Enriquez studies the experiences of undocumented young adults who immigrated to the United States as children. Her book, Of Love and Papers: How Immigration Policy Affects Romance and Family, explores how immigration policy is reshaping Latino families as illegality creeps into the most personal aspects of everyday life, intersecting with gender to constrain family formation. She currently leads two related initiatives – the UC Collaborative for Immigrant and Student Equity (UC PromISE) and the Undocumented Student Equity Project (USEP) – both dedicated to collaborative research to identify best practices for advancing educational equity for undocumented students and students from mixed-status families. Enriquez received her Ph.D. in sociology from the University of California, Los Angeles. She is a former Ford Foundation Predoctoral (2008) and Dissertation (2013) Fellow, and UCI Chancellor’s ADVANCE Postdoctoral Fellow (2014). With NAE/Spencer funding, she’ll study how immigration policy creates unequal education outcomes for college students who are undocumented immigrants and/or have undocumented family members, and what educational institutions can do to intervene.

"I'm very excited to bring together a decade of my work on undocumented college students,” Enriquez says. “It's a great opportunity to provide an overview of how far we've come in advancing equity and inclusion for this group, and how far we still need to go. I hope that it will motivate future change in higher education and beyond." 

Lerch studies changing ideas about the role of schools and universities in society and how these shifts manifest in education systems around the world.
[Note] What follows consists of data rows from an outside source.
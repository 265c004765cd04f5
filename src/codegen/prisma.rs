//! Relational schema emitter
//!
//! Renders a [`RelationGraph`] as a Prisma schema: one `<Model>Stream` table
//! per model, keyed by stream id and mapped to the model's identifier.

use std::fmt::Write as _;

use crate::config::RelationalConfig;
use crate::relations::{Declaration, RelationDeclaration, RelationGraph, RelationKind, IDENTITY_COLUMN};

/// Table name of a model in the relational schema
pub fn table_name(model: &str) -> String {
    format!("{}Stream", model)
}

/// Render the complete schema file
pub fn render_schema(graph: &RelationGraph, config: &RelationalConfig) -> String {
    let mut out = render_header(config);
    for (model, table) in &graph.models {
        let _ = writeln!(out);
        let _ = writeln!(out, "model {} {{", table_name(model));
        for declaration in &table.declarations {
            for line in declaration_lines(declaration) {
                let _ = writeln!(out, "  {}", line);
            }
        }
        let _ = writeln!(out, "  @@map(\"{}\")", table.table);
        let _ = writeln!(out, "}}");
    }
    out
}

fn render_header(config: &RelationalConfig) -> String {
    let features = config
        .preview_features
        .iter()
        .map(|f| format!("\"{}\"", f))
        .collect::<Vec<_>>()
        .join(", ");
    format!(
        "generator client {{\n  provider        = \"prisma-client-js\"\n  previewFeatures = [{}]\n}}\n\n\
         datasource db {{\n  provider     = \"{}\"\n  url          = env(\"{}\")\n  relationMode = \"prisma\"\n}}\n",
        features, config.provider, config.url_env
    )
}

fn declaration_lines(declaration: &Declaration) -> Vec<String> {
    match declaration {
        Declaration::Identity { column } => vec![format!("{} String @id", column)],
        Declaration::Relation(relation) => relation_lines(relation),
    }
}

fn relation_lines(relation: &RelationDeclaration) -> Vec<String> {
    let target = table_name(&relation.target);
    match &relation.kind {
        RelationKind::Connection => vec![format!(
            "{} {}[] @relation(\"{}\")",
            relation.field, target, relation.label
        )],
        RelationKind::Inverse => vec![format!(
            "{} {}[] @relation(name: \"{}\")",
            relation.field, target, relation.label
        )],
        RelationKind::ForeignKey { column, constraint } => vec![
            format!(
                "{} {}? @relation(name: \"{}\", fields: [{}], references: [{}], map: \"{}\")",
                relation.field, target, relation.label, column, IDENTITY_COLUMN, constraint
            ),
            format!("{} String", column),
        ],
    }
}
Her dissertation examined the growing institutionalization of education as a core pillar of international responses to humanitarian emergencies. She explored how this shift not only broadened the boundaries of humanitarian aid – historically focused on survival – but also expanded the objects of education from long-term development to emergency relief. In a second line of research, she has studied shifting portrayals of society in educational curricula worldwide, using data coded from school textbooks on topics such as nationalism, diversity, and human rights, as well as internationalized study programs at universities. Lerch received her Ph.D. in education from Stanford’s Graduate School of Education and holds an M.Sc. in international development from the University of Amsterdam and a B.A. in philosophy, politics and economics from the University of Oxford. With funding from the NAE/Spencer fellowship, she’ll research threats to academic freedom and higher education access arising from the broader anti-liberal trends currently sweeping the world (such as declines in democracy and re-assertions of nationalism).  

“The fellowship allows me to push my own work into new directions, and to expand our knowledge on the impact of current anti-liberal trends on universities,” Lerch says. “My hope is that the project will help draw attention to the alarming instances of decline in academic freedom we are seeing in many parts of the world, and generate more research on the topic.”

The one-year fellowship includes three professional development retreats and a $70,000 stipend that allows the scholars to focus fully on research.